** What to produce **
Only one stretch of the data below is needed. Output the lines from the one with "compiled default (fallback)" up to and including the one with "download cache folder", exactly as they stand.

** Supplied data **
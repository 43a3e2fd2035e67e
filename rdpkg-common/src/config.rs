//! Configuration loading and cache folder resolution
//!
//! Settings are resolved in priority order:
//! 1. Command-line argument (highest priority)
//! 2. Environment variable
//! 3. TOML config file
//! 4. OS-dependent compiled default (fallback)
//!
//! Everything here is validated before the pipeline touches the network, so a
//! bad base URL fails fast with [`Error::Config`].

use crate::{Error, Result};
use serde::Deserialize;
use std::path::{Path, PathBuf};
use std::time::Duration;
use tracing::{info, warn};

/// Environment variable naming an explicit TOML config file
pub const ENV_CONFIG_FILE: &str = "RDPKG_CONFIG";
/// Environment variable overriding the download cache folder
pub const ENV_CACHE_DIR: &str = "RDPKG_CACHE_DIR";
/// Environment variable overriding the Census download host
pub const ENV_CENSUS_BASE_URL: &str = "RDPKG_CENSUS_BASE_URL";
/// Environment variable forcing cache-only operation
pub const ENV_OFFLINE: &str = "RDPKG_OFFLINE";

/// Public Census Bureau download host
pub const DEFAULT_CENSUS_BASE_URL: &str = "https://www2.census.gov";

const DEFAULT_DOWNLOAD_TIMEOUT_SECS: u64 = 120;

/// Bootstrap configuration loaded from TOML file
#[derive(Debug, Clone, Default, Deserialize)]
pub struct TomlConfig {
    /// Folder holding downloaded archives and extracted files
    #[serde(default)]
    pub cache_dir: Option<PathBuf>,

    /// Census download host (mirrors and test servers)
    #[serde(default)]
    pub census_base_url: Option<String>,

    /// Never touch the network; use cached archives only
    #[serde(default)]
    pub offline: bool,

    /// Per-request timeout for archive downloads
    #[serde(default)]
    pub download_timeout_secs: Option<u64>,

    /// Logging configuration (optional)
    #[serde(default)]
    pub logging: LoggingConfig,
}

/// Logging configuration
#[derive(Debug, Clone, Deserialize)]
pub struct LoggingConfig {
    /// Log level (trace, debug, info, warn, error)
    #[serde(default = "default_log_level")]
    pub level: String,

    /// Log file path (optional, logs to stderr if not specified)
    #[serde(default)]
    pub file: Option<PathBuf>,
}

impl Default for LoggingConfig {
    fn default() -> Self {
        Self {
            level: default_log_level(),
            file: None,
        }
    }
}

fn default_log_level() -> String {
    "info".to_string()
}

/// Values supplied on the command line; `None` defers to lower tiers
#[derive(Debug, Clone, Default)]
pub struct ConfigOverrides {
    pub config_file: Option<PathBuf>,
    pub cache_dir: Option<PathBuf>,
    pub census_base_url: Option<String>,
    pub offline: bool,
}

/// Fully resolved pipeline configuration
#[derive(Debug, Clone)]
pub struct PipelineConfig {
    pub cache_dir: PathBuf,
    pub census_base_url: String,
    pub offline: bool,
    pub download_timeout: Duration,
    pub logging: LoggingConfig,
}

impl PipelineConfig {
    /// Resolve configuration from CLI overrides, environment, TOML and defaults
    pub fn resolve(overrides: &ConfigOverrides) -> Result<Self> {
        let explicit_file = overrides
            .config_file
            .clone()
            .or_else(|| std::env::var(ENV_CONFIG_FILE).ok().map(PathBuf::from));
        let toml_config = load_toml_config(explicit_file.as_deref())?;

        let cache_dir = overrides
            .cache_dir
            .clone()
            .or_else(|| std::env::var(ENV_CACHE_DIR).ok().map(PathBuf::from))
            .or_else(|| toml_config.cache_dir.clone())
            .unwrap_or_else(default_cache_dir);

        let census_base_url = overrides
            .census_base_url
            .clone()
            .or_else(|| std::env::var(ENV_CENSUS_BASE_URL).ok())
            .or_else(|| toml_config.census_base_url.clone())
            .unwrap_or_else(|| DEFAULT_CENSUS_BASE_URL.to_string());
        let census_base_url = validate_base_url(&census_base_url)?;

        let offline = overrides.offline
            || std::env::var(ENV_OFFLINE)
                .map(|v| matches!(v.to_ascii_lowercase().as_str(), "1" | "true" | "yes"))
                .unwrap_or(false)
            || toml_config.offline;

        let download_timeout = Duration::from_secs(
            toml_config
                .download_timeout_secs
                .unwrap_or(DEFAULT_DOWNLOAD_TIMEOUT_SECS),
        );

        info!(
            cache_dir = %cache_dir.display(),
            census_base_url = %census_base_url,
            offline,
            "Configuration resolved"
        );

        Ok(Self {
            cache_dir,
            census_base_url,
            offline,
            download_timeout,
            logging: toml_config.logging,
        })
    }

    /// Configuration rooted at `cache_dir` with every other value defaulted
    pub fn with_cache_dir(cache_dir: impl Into<PathBuf>) -> Self {
        Self {
            cache_dir: cache_dir.into(),
            census_base_url: DEFAULT_CENSUS_BASE_URL.to_string(),
            offline: false,
            download_timeout: Duration::from_secs(DEFAULT_DOWNLOAD_TIMEOUT_SECS),
            logging: LoggingConfig::default(),
        }
    }
}

/// Load the TOML config file
///
/// An explicitly named file must exist and parse. The platform default file is
/// optional: when absent a warning is logged and defaults are used.
pub fn load_toml_config(explicit: Option<&Path>) -> Result<TomlConfig> {
    let path = match explicit {
        Some(path) => {
            if !path.exists() {
                return Err(Error::Config(format!(
                    "Config file not found: {}",
                    path.display()
                )));
            }
            path.to_path_buf()
        }
        None => match default_config_path() {
            Some(path) if path.exists() => path,
            _ => {
                warn!("No config file found, using built-in defaults");
                return Ok(TomlConfig::default());
            }
        },
    };

    let content = std::fs::read_to_string(&path)?;
    toml::from_str(&content)
        .map_err(|e| Error::Config(format!("Invalid config file {}: {}", path.display(), e)))
}

/// Check that the base URL is an absolute http(s) URL and strip trailing slashes
pub fn validate_base_url(raw: &str) -> Result<String> {
    let trimmed = raw.trim().trim_end_matches('/');
    let rest = trimmed
        .strip_prefix("https://")
        .or_else(|| trimmed.strip_prefix("http://"))
        .ok_or_else(|| {
            Error::Config(format!(
                "Census base URL must start with http:// or https://: '{}'",
                raw
            ))
        })?;

    let host = rest.split('/').next().unwrap_or_default();
    if host.is_empty() || host.contains(char::is_whitespace) {
        return Err(Error::Config(format!(
            "Census base URL has no valid host: '{}'",
            raw
        )));
    }

    Ok(trimmed.to_string())
}

fn default_config_path() -> Option<PathBuf> {
    dirs::config_dir().map(|d| d.join("rdpkg").join("config.toml"))
}

/// Get OS-dependent default cache folder
fn default_cache_dir() -> PathBuf {
    dirs::cache_dir()
        .map(|d| d.join("rdpkg"))
        .unwrap_or_else(|| PathBuf::from("./rdpkg_cache"))
}

#[cfg(test)]
mod tests {
    use super::*;

    #[test]
    fn test_validate_base_url_strips_trailing_slash() {
        assert_eq!(
            validate_base_url("https://www2.census.gov/").unwrap(),
            "https://www2.census.gov"
        );
        assert_eq!(
            validate_base_url("http://localhost:8080/mirror").unwrap(),
            "http://localhost:8080/mirror"
        );
    }

    #[test]
    fn test_validate_base_url_rejects_garbage() {
        assert!(matches!(validate_base_url("ftp://x"), Err(Error::Config(_))));
        assert!(matches!(validate_base_url("https://"), Err(Error::Config(_))));
        assert!(matches!(validate_base_url("census.gov"), Err(Error::Config(_))));
    }

    #[test]
    fn test_toml_defaults() {
        let config: TomlConfig = toml::from_str("").unwrap();
        assert!(config.cache_dir.is_none());
        assert!(!config.offline);
        assert_eq!(config.logging.level, "info");
    }

    #[test]
    fn test_toml_full() {
        let config: TomlConfig = toml::from_str(
            r#"
            cache_dir = "/tmp/rdpkg"
            census_base_url = "http://mirror.local"
            offline = true
            download_timeout_secs = 30

            [logging]
            level = "debug"
            "#,
        )
        .unwrap();
        assert_eq!(config.cache_dir, Some(PathBuf::from("/tmp/rdpkg")));
        assert!(config.offline);
        assert_eq!(config.download_timeout_secs, Some(30));
        assert_eq!(config.logging.level, "debug");
    }
}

** Solution for this problem **
//! 4. OS-dependent compiled default (fallback)
//!
//! Everything here is validated before the pipeline touches the network, so a
//! bad base URL fails fast with [`Error::Config`].

use crate::{Error, Result};
use serde::Deserialize;
use std::path::{Path, PathBuf};
use std::time::Duration;
use tracing::{info, warn};

/// Environment variable naming an explicit TOML config file
pub const ENV_CONFIG_FILE: &str = "RDPKG_CONFIG";
/// Environment variable overriding the download cache folder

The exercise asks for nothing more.